The 2014 West Africa Ebola Outbreak
A short overview of the virus and outbreak, in plain language.
Ebola’s DNA (well, RNA) is small compared to a human. Ebola has about 19,000 base pairs, and only seven genes. By comparison, humans have about 3,000,000,000 base pairs, and about 21,000 genes.
Ebola is scattered around the African bush. Mammals like shrews and bats carry it, and may not get sick. Bigger mammals do get sick from it. It’s in bat saliva, on fruit, and in the blood of mammals that people catch and eat. It’s not really living, it’s just a set of genetic instructions that gloms onto your genetic machinery and makes it go crazy. Some people who live in the bush have an acquired immunity to it, probably from low-level exposure to it — they get a tiny bit into their body, and their body handles it okay and builds up some immunity.
The way it works is sort of fascinating and super scary at the same time.
Ebola turns the lining of your blood vessels into a little factory that produces more Ebola that destroys the lining of your blood vessels, while suppressing your immune system response. And then Ebola hijacks your white blood cells to ride through the rest of your body’s circulatory system to do the same to all the rest of your blood vessels.
You get super sick — fever, vomiting, diarrhea. Imagine this happening in little villages and towns in West Africa, where people often don’t have enough water each day to drink, much less wash their hands.
Let me repeat that—where people often don’t have enough water each day to drink.
And if you don’t even have water to drink or to wash your hands, you certainly don’t have luxuries like soap, or cleaning and disinfecting solution, or disposable gloves and masks and gowns and boots and goggles.
If you’re lucky, your body finally catches on to the virus tricks, and starts recovering. You can get all the way better.
If you’re unlucky, your blood vessels all disintegrate, and you die.
If your family or the people caring for you are unlucky, they get some of the virus from your bodily fluids — vomit, diarrhea, blood — into their bodily fluids, and the process repeats in their bodies.
“Patient zero” — the first case scientists can track back to in this outbreak — was a 2-year-old boy, who died on December 6, 2013. It spread through his family, and then through other people, until thousands of people have had it. About half have died.
Around March 2014, it was clear it was going to be a big outbreak. Two non-governmental humanitarian organizations, Doctors Without Borders and Samaritan’s Purse, jumped in and did a lot to help people, but it wasn’t enough. The health ministries and medical people in the West African countries are overwhelmed.
The international response has been getting bigger. The World Health Organization (WHO) is on full alert, and put out a plan on August 28, 2014. The current WHO goal is to stop Ebola transmission in the affected countries within six to nine months, and to prevent it from spreading internationally. It’ll cost about 500 million dollars.

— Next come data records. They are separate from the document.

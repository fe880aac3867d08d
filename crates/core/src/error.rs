//! Error types for maze loading and simulation.

use thiserror::Error;

use crate::types::EntityKind;

/// Malformed maze layout. Fatal at start-up.
#[derive(Debug, Clone, PartialEq, Eq, Error)]
pub enum MazeError {
    #[error("maze layout has no cells")]
    Empty,
    #[error("cell size must be positive, got {0}")]
    InvalidCellSize(i32),
    #[error("row {row} has {actual} cells, expected {expected}")]
    RaggedRow {
        row: usize,
        expected: usize,
        actual: usize,
    },
    #[error("border cell ({x}, {y}) is not a wall")]
    OpenBorder { x: usize, y: usize },
    #[error("unknown layout symbol {symbol:?} at ({x}, {y})")]
    InvalidSymbol { symbol: char, x: usize, y: usize },
    #[error("layout has no agent spawn ('P')")]
    MissingAgentSpawn,
    #[error("second agent spawn at ({x}, {y})")]
    DuplicateAgentSpawn { x: usize, y: usize },
    #[error("layout has no pursuer spawn ('G')")]
    MissingPursuerSpawn,
    #[error("layout has more than {max} pursuer spawns")]
    TooManyPursuers { max: usize },
}

/// Errors surfaced by the simulation.
#[derive(Debug, Clone, PartialEq, Eq, Error)]
pub enum GameError {
    #[error("invalid maze: {0}")]
    Maze(#[from] MazeError),
    /// An entity resolved to a cell it can never legally occupy. Indicates a
    /// movement bug; callers should abort rather than continue.
    #[error("{entity} left the walkable maze at pixel ({x}, {y})")]
    InvariantViolation { entity: EntityKind, x: i32, y: i32 },
}
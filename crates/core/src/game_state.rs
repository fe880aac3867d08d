//! Game state module - the complete simulation state and the fixed tick
//!
//! [`GameState::advance`] runs one tick in a fixed order:
//!
//! 1. queued input moves the agent, in arrival order
//! 2. pursuers retarget on the agent and step, in declaration order
//! 3. pellets under the agent are eaten
//! 4. pursuer contact costs lives and resets every entity to its spawn
//!
//! Each step sees the result of the previous one.

use arrayvec::ArrayVec;
use tracing::{debug, info};

use crate::entity::{Mobile, MobileEntity};
use crate::error::{GameError, MazeError};
use crate::maze::{MazeGrid, MazeLayout};
use crate::pellets::PelletSet;
use crate::pursuer::Pursuer;
use crate::snapshot::{EntitySnapshot, GameSnapshot};
use crate::types::*;

/// What happened during one tick.
#[derive(Debug, Clone, Copy, PartialEq, Eq, Default)]
pub struct TickReport {
    /// Agent moves that were applied.
    pub agent_moves: u32,
    /// Agent moves rejected by walls.
    pub blocked_moves: u32,
    pub pellets_eaten: u32,
    pub score_gained: u32,
    /// Pursuers overlapping the agent before the reset.
    pub collisions: u32,
    pub lives_lost: u32,
    pub quit: bool,
}

/// Complete game state
#[derive(Debug, Clone)]
pub struct GameState {
    maze: MazeGrid,
    agent: MobileEntity,
    agent_spawn: Point,
    /// Declaration order is the update, reset and draw order.
    pursuers: ArrayVec<Pursuer, MAX_PURSUERS>,
    pellets: PelletSet,
    score: u32,
    lives: u32,
    running: bool,
    tick: u64,
}

impl GameState {
    /// Create a game on a parsed layout.
    pub fn new(layout: MazeLayout) -> Self {
        let MazeLayout {
            grid,
            agent_spawn,
            pursuer_spawns,
        } = layout;

        let agent_spawn = grid.cell_center(agent_spawn.0, agent_spawn.1);
        let pursuers = pursuer_spawns
            .iter()
            .zip(PursuerName::ALL)
            .map(|(&(gx, gy), name)| Pursuer::new(name, grid.cell_center(gx, gy), ENTITY_RADIUS))
            .collect();
        let pellets = PelletSet::for_maze(&grid);

        Self {
            agent: MobileEntity::new(EntityKind::Agent, agent_spawn, ENTITY_RADIUS),
            agent_spawn,
            pursuers,
            pellets,
            maze: grid,
            score: 0,
            lives: INITIAL_LIVES,
            running: true,
            tick: 0,
        }
    }

    /// Create a game on the built-in layout.
    pub fn classic() -> Result<Self, MazeError> {
        Ok(Self::new(MazeLayout::classic()?))
    }

    pub fn maze(&self) -> &MazeGrid {
        &self.maze
    }

    pub fn agent(&self) -> &MobileEntity {
        &self.agent
    }

    pub fn agent_spawn(&self) -> Point {
        self.agent_spawn
    }

    pub fn pursuers(&self) -> &[Pursuer] {
        &self.pursuers
    }

    pub fn pellets(&self) -> &PelletSet {
        &self.pellets
    }

    pub fn score(&self) -> u32 {
        self.score
    }

    pub fn lives(&self) -> u32 {
        self.lives
    }

    pub fn running(&self) -> bool {
        self.running
    }

    pub fn tick_count(&self) -> u64 {
        self.tick
    }

    /// Quit was requested or no lives remain.
    pub fn game_over(&self) -> bool {
        !self.running || self.lives == 0
    }

    /// Request termination outside the input queue (e.g. a signal).
    pub fn stop(&mut self) {
        self.running = false;
    }

    /// Move the agent to the center of any walkable cell. Intended for
    /// scripted setups; normal play only moves through `advance`.
    pub fn set_agent_position(&mut self, position: Point) -> Result<(), GameError> {
        self.check_walkable(EntityKind::Agent, position)?;
        self.agent.place(position);
        Ok(())
    }

    /// Move pursuer `index` (declaration order) to the center of any walkable
    /// cell.
    ///
    /// Out-of-range indices are ignored and reported as `Ok(false)`.
    pub fn set_pursuer_position(&mut self, index: usize, position: Point) -> Result<bool, GameError> {
        let Some(kind) = self.pursuers.get(index).map(|p| p.entity().kind()) else {
            return Ok(false);
        };
        self.check_walkable(kind, position)?;
        self.pursuers[index].place(position);
        Ok(true)
    }

    /// Run one fixed tick with the actions queued since the previous tick.
    pub fn advance(&mut self, inputs: &[GameAction]) -> Result<TickReport, GameError> {
        let mut report = TickReport::default();
        if self.game_over() {
            return Ok(report);
        }

        // 1. Input, in arrival order.
        for action in inputs {
            match action.direction() {
                Some(dir) => {
                    let (dx, dy) = dir.delta();
                    if self.agent.attempt_move(dx, dy, &self.maze) {
                        report.agent_moves += 1;
                    } else {
                        report.blocked_moves += 1;
                    }
                }
                None => {
                    report.quit = true;
                }
            }
        }

        // 2. Pursuers chase the agent's current position.
        let target = self.agent.position();
        for pursuer in self.pursuers.iter_mut() {
            pursuer.update(target, &self.maze);
        }

        // 3. Pellets.
        report.pellets_eaten = self.pellets.remove_within(&self.agent.bounds());
        report.score_gained = report.pellets_eaten * PELLET_SCORE;
        self.score += report.score_gained;

        // 4. Collisions. Every overlapping pursuer costs a life.
        report.collisions = self
            .pursuers
            .iter()
            .filter(|p| p.overlaps(&self.agent))
            .count() as u32;
        if report.collisions > 0 {
            let before = self.lives;
            self.lives = self.lives.saturating_sub(report.collisions);
            report.lives_lost = before - self.lives;
            self.reset_positions();
            debug!(
                tick = self.tick,
                collisions = report.collisions,
                lives = self.lives,
                "agent caught, positions reset"
            );
            if self.lives == 0 {
                info!(tick = self.tick, score = self.score, "out of lives");
            }
        }

        self.check_positions()?;

        if report.quit {
            info!(tick = self.tick, score = self.score, "quit requested");
            self.running = false;
        }
        self.tick += 1;
        Ok(report)
    }

    /// Agent and every pursuer back to their spawn points.
    fn reset_positions(&mut self) {
        self.agent.place(self.agent_spawn);
        for pursuer in self.pursuers.iter_mut() {
            pursuer.reset();
        }
    }

    /// `p` must be the center of a walkable cell.
    fn check_walkable(&self, entity: EntityKind, p: Point) -> Result<(), GameError> {
        let (gx, gy) = self.maze.pixel_to_grid(p.x, p.y);
        if self.maze.is_walkable_pixel(p) && self.maze.cell_center(gx, gy) == p {
            Ok(())
        } else {
            Err(GameError::InvariantViolation {
                entity,
                x: p.x,
                y: p.y,
            })
        }
    }

    fn check_positions(&self) -> Result<(), GameError> {
        self.check_walkable(EntityKind::Agent, self.agent.position())?;
        for pursuer in &self.pursuers {
            self.check_walkable(pursuer.entity().kind(), pursuer.position())?;
        }
        Ok(())
    }

    pub fn snapshot_into(&self, out: &mut GameSnapshot) {
        out.cols = self.maze.cols();
        out.rows = self.maze.rows();
        out.cell_size = self.maze.cell_size();
        out.cells.clear();
        out.cells.extend_from_slice(self.maze.cells());
        out.pellets.clear();
        out.pellets.extend_from_slice(self.pellets.points());
        out.agent = entity_snapshot(&self.agent);
        out.pursuers.clear();
        for pursuer in &self.pursuers {
            out.pursuers.push(entity_snapshot(pursuer.entity()));
        }
        out.score = self.score;
        out.lives = self.lives;
        out.running = self.running;
        out.game_over = self.game_over();
        out.tick = self.tick;
    }

    pub fn snapshot(&self) -> GameSnapshot {
        let mut s = GameSnapshot::default();
        self.snapshot_into(&mut s);
        s
    }
}

fn entity_snapshot(entity: &MobileEntity) -> EntitySnapshot {
    EntitySnapshot {
        kind: entity.kind(),
        position: entity.position(),
        radius: entity.radius(),
    }
}
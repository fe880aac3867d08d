//! Pursuer behavior - per-pursuer targeting layered on [`MobileEntity`].
//!
//! Pursuers are greedy: each tick they step toward their target along every
//! axis where the target is more than one cell away, and simply stay put when
//! that step hits a wall. There is no path search, so a pursuer can stall
//! behind a wall indefinitely.

use crate::entity::{Mobile, MobileEntity, Rect};
use crate::maze::MazeGrid;
use crate::types::{EntityKind, Point, PursuerMode, PursuerName};

/// Greedy chase step from `from` toward `target`.
///
/// Each axis is decided independently, so both components can be nonzero
/// and the resulting attempt is diagonal.
pub fn chase_step(from: Point, target: Point, cell_size: i32) -> (i32, i32) {
    let dx = if (target.x - from.x).abs() > cell_size {
        (target.x - from.x).signum()
    } else {
        0
    };
    let dy = if (target.y - from.y).abs() > cell_size {
        (target.y - from.y).signum()
    } else {
        0
    };
    (dx, dy)
}

#[derive(Debug, Clone, Copy, PartialEq, Eq)]
pub struct Pursuer {
    name: PursuerName,
    entity: MobileEntity,
    mode: PursuerMode,
    target: Option<Point>,
    spawn: Point,
}

impl Pursuer {
    pub fn new(name: PursuerName, spawn: Point, radius: i32) -> Self {
        Self {
            name,
            entity: MobileEntity::new(EntityKind::Pursuer(name), spawn, radius),
            mode: PursuerMode::Chase,
            target: None,
            spawn,
        }
    }

    pub fn name(&self) -> PursuerName {
        self.name
    }

    pub fn mode(&self) -> PursuerMode {
        self.mode
    }

    pub fn target(&self) -> Option<Point> {
        self.target
    }

    pub fn spawn(&self) -> Point {
        self.spawn
    }

    pub fn entity(&self) -> &MobileEntity {
        &self.entity
    }

    /// Retarget and take this tick's step. Returns whether the pursuer moved.
    pub fn update(&mut self, target: Point, maze: &MazeGrid) -> bool {
        self.target = Some(target);
        match self.mode {
            PursuerMode::Chase => {
                let (dx, dy) = chase_step(self.entity.position(), target, maze.cell_size());
                if dx == 0 && dy == 0 {
                    return false;
                }
                self.entity.attempt_move(dx, dy, maze)
            }
        }
    }

    /// Back to the spawn point, forgetting the current target.
    pub fn reset(&mut self) {
        self.place(self.spawn);
    }

    /// Place without legality checks; the spawn point is kept.
    pub(crate) fn place(&mut self, position: Point) {
        self.entity.place(position);
        self.target = None;
    }
}

impl Mobile for Pursuer {
    fn position(&self) -> Point {
        self.entity.position()
    }

    fn radius(&self) -> i32 {
        self.entity.radius()
    }

    fn bounds(&self) -> Rect {
        self.entity.bounds()
    }

    fn attempt_move(&mut self, dx: i32, dy: i32, maze: &MazeGrid) -> bool {
        self.entity.attempt_move(dx, dy, maze)
    }
}
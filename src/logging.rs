//! Log setup.
//!
//! The game owns the terminal while it runs, so logs never go to stdout or
//! stderr. With a log path a plain-text `tracing` subscriber appends to that
//! file (filtered by `RUST_LOG`, default `info`); without one nothing is
//! installed and log macros are no-ops.

use std::fs::OpenOptions;
use std::path::Path;
use std::sync::Mutex;

use anyhow::{anyhow, Context, Result};
use tracing_subscriber::EnvFilter;

pub fn init_tracing(log_path: Option<&Path>) -> Result<()> {
    let Some(path) = log_path else {
        return Ok(());
    };

    let file = OpenOptions::new()
        .create(true)
        .append(true)
        .open(path)
        .with_context(|| format!("opening log file {}", path.display()))?;

    tracing_subscriber::fmt()
        .with_env_filter(EnvFilter::try_from_default_env().unwrap_or_else(|_| EnvFilter::new("info")))
        .with_ansi(false)
        .with_writer(Mutex::new(file))
        .try_init()
        .map_err(|e| anyhow!("installing log subscriber: {e}"))
}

With that timeline—six to nine months—probably about 20,000 more people will get sick, and about 10,000 of them will die.
Here are some links to more detailed information about Ebola and this year’s outbreak.
- Tracing Ebola’s Breakout to an African 2-Year-Old — New York Times
- Zaire ebolavirus—from MicrobeWiki, a student-edited microbiology resource (this page is not yet curated by the professor)
- Sequence analysis of the GP, NP, VP40 and VP24 genes of Ebola virus isolated from deceased, surviving and asymptomatically infected individuals during the 1996 outbreak in Gabon: comparative studies and phylogenetic characterization— (pdf) An older paper, but it has lots of information about the genetics of the virus
- 2014 West Africa Ebola virus outbreak—Wikipedia
- Ebola virus disease—Wikipedia
Here are some questions to think about and discuss with others, in this day and age of wonders.
- Should everybody around the world have enough water, food, sanitation, and basic healthcare?
- Should we have a reserve corps of health workers (it would have to be in the thousands or even tens of thousands of people) trained and ready for this sort of outbreak?
- Should we have transportation and supply plans prepared for this sort of outbreak? (Airlines have been cancelling flights to the affected area, which makes it harder to move supplies and people there.)
- In this outbreak, could we do more, faster? Or, at this point, are those 10,000 additional deaths inevitable?